Saved entries
**********

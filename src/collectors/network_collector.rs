use crate::collectors::{CollectionReport, Collector};
use crate::error::CollectorError;
use crate::output::CsvLog;
use crate::samples::{collection_time, Adapter, NetworkSample, TrafficCounters, NETWORK_HEADER};
use log::{debug, warn};
use std::ffi::CString;
use std::path::PathBuf;
use sysinfo::Networks;

/// Supplier of network adapters and their traffic counters
#[cfg_attr(test, mockall::automock)]
pub trait AdapterSource {
    /// Check that adapters can be enumerated on this host at all
    fn check_available(&self) -> Result<(), CollectorError>;

    /// Enumerate the adapters currently present
    fn adapters(&mut self) -> Result<Vec<Adapter>, CollectorError>;

    /// Refresh traffic counters of every adapter
    fn refresh(&mut self) -> Result<(), CollectorError>;

    /// Cumulative counters of one adapter as of the last refresh
    fn traffic(&self, adapter: &Adapter) -> Result<TrafficCounters, CollectorError>;
}

/// Adapter source backed by `sysinfo`, with interface indices from `if_nametoindex`
pub struct SystemAdapters {
    networks: Networks,
}

impl Default for SystemAdapters {
    fn default() -> Self {
        Self::new()
    }
}

impl SystemAdapters {
    pub fn new() -> Self {
        Self {
            networks: Networks::new(),
        }
    }

    fn interface_index(name: &str) -> Option<u32> {
        let c_name = CString::new(name).ok()?;
        // SAFETY: c_name is a valid NUL-terminated string for the duration of the call
        let index = unsafe { libc::if_nametoindex(c_name.as_ptr()) };
        if index == 0 {
            None
        } else {
            Some(index)
        }
    }
}

impl AdapterSource for SystemAdapters {
    fn check_available(&self) -> Result<(), CollectorError> {
        if sysinfo::IS_SUPPORTED_SYSTEM {
            Ok(())
        } else {
            Err(CollectorError::Unavailable(
                "network statistics are not supported on this platform".to_string(),
            ))
        }
    }

    fn adapters(&mut self) -> Result<Vec<Adapter>, CollectorError> {
        self.networks.refresh_list();

        let mut adapters: Vec<Adapter> = self
            .networks
            .list()
            .keys()
            .filter_map(|name| match Self::interface_index(name) {
                Some(index) => Some(Adapter {
                    name: name.clone(),
                    index,
                }),
                None => {
                    warn!("Skipping adapter {}: no interface index", name);
                    None
                }
            })
            .collect();
        adapters.sort_by_key(|a| a.index);

        Ok(adapters)
    }

    fn refresh(&mut self) -> Result<(), CollectorError> {
        self.networks.refresh();
        Ok(())
    }

    fn traffic(&self, adapter: &Adapter) -> Result<TrafficCounters, CollectorError> {
        let data = self.networks.list().get(&adapter.name).ok_or_else(|| {
            CollectorError::Query(format!("adapter {} disappeared", adapter.name))
        })?;

        Ok(TrafficCounters {
            bytes_received: data.total_received(),
            bytes_sent: data.total_transmitted(),
            packets_received: data.total_packets_received(),
            packets_sent: data.total_packets_transmitted(),
        })
    }
}

/// Which adapters the network collector logs
#[derive(Debug, Clone, PartialEq, Eq)]
pub enum AdapterSelection {
    /// Every adapter the source enumerates
    All,
    /// Adapters whose name or index equals one of the entries
    Filter(Vec<String>),
    /// An already-resolved set of adapters
    Resolved(Vec<Adapter>),
}

impl AdapterSelection {
    /// Build a selection from an optional filter list
    pub fn from_filters(filters: Option<Vec<String>>) -> Self {
        match filters {
            Some(filters) => AdapterSelection::Filter(filters),
            None => AdapterSelection::All,
        }
    }
}

/// Logs cumulative traffic counters per selected adapter
///
/// Each invocation runs the interfaces step (resolve the selection against the
/// adapters present now) followed by the traffic step (read counters of every
/// resolved adapter). Adapters are re-resolved every cycle so that renamed or
/// hot-plugged interfaces are picked up.
pub struct NetworkCollector {
    source: Box<dyn AdapterSource>,
    selection: AdapterSelection,
    log: CsvLog,
}

impl NetworkCollector {
    pub fn new(
        source: Box<dyn AdapterSource>,
        selection: AdapterSelection,
        path: impl Into<PathBuf>,
    ) -> Self {
        Self {
            source,
            selection,
            log: CsvLog::new(path, NETWORK_HEADER),
        }
    }

    pub fn log(&self) -> &CsvLog {
        &self.log
    }

    /// Interfaces step: the adapters to read this cycle
    fn resolve(&mut self) -> Result<Vec<Adapter>, CollectorError> {
        match &self.selection {
            AdapterSelection::Resolved(adapters) => Ok(adapters.clone()),
            AdapterSelection::All => self.source.adapters(),
            AdapterSelection::Filter(filters) => {
                let present = self.source.adapters()?;
                let selected: Vec<Adapter> = present
                    .into_iter()
                    .filter(|a| filters.iter().any(|f| a.matches(f)))
                    .collect();

                if selected.is_empty() {
                    warn!(
                        "No network adapter matches filter [{}]",
                        filters.join(", ")
                    );
                    return Ok(selected);
                }
                for filter in filters {
                    if !selected.iter().any(|a| a.matches(filter)) {
                        warn!("Adapter filter '{}' matches no adapter", filter);
                    }
                }
                Ok(selected)
            }
        }
    }
}

impl Collector for NetworkCollector {
    fn name(&self) -> &str {
        "network"
    }

    fn collect(&mut self) -> Result<CollectionReport, CollectorError> {
        let adapters = self.resolve()?;
        let mut report = CollectionReport::default();
        if adapters.is_empty() {
            return Ok(report);
        }

        let timestamp = collection_time();
        self.source.refresh()?;

        let mut samples = Vec::with_capacity(adapters.len());
        for adapter in adapters {
            match self.source.traffic(&adapter) {
                Ok(counters) => {
                    debug!("Adapter {} ({}): {:?}", adapter.name, adapter.index, counters);
                    samples.push(NetworkSample {
                        timestamp,
                        adapter,
                        counters,
                    });
                }
                Err(e) => {
                    warn!("Skipping adapter {}: {}", adapter.name, e);
                    report.skipped += 1;
                }
            }
        }

        report.rows = self.log.append(&samples)?;
        Ok(report)
    }
}
/// Alert dispatch and transports
pub mod dispatcher;
pub mod smtp;
pub mod threshold;

pub use dispatcher::{AlertDispatcher, AlertTransport, Delivery};
pub use smtp::{SmtpMailer, SmtpSettings};
pub use threshold::{evaluate, Alert, Metric, Percent, ThresholdConfig};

**********

- TO DO: Wherever the string "smtp" appears in the entries above, return the line it appears on.

- PROBLEM SOLUTION:
pub mod smtp;
pub use smtp::{SmtpMailer, SmtpSettings};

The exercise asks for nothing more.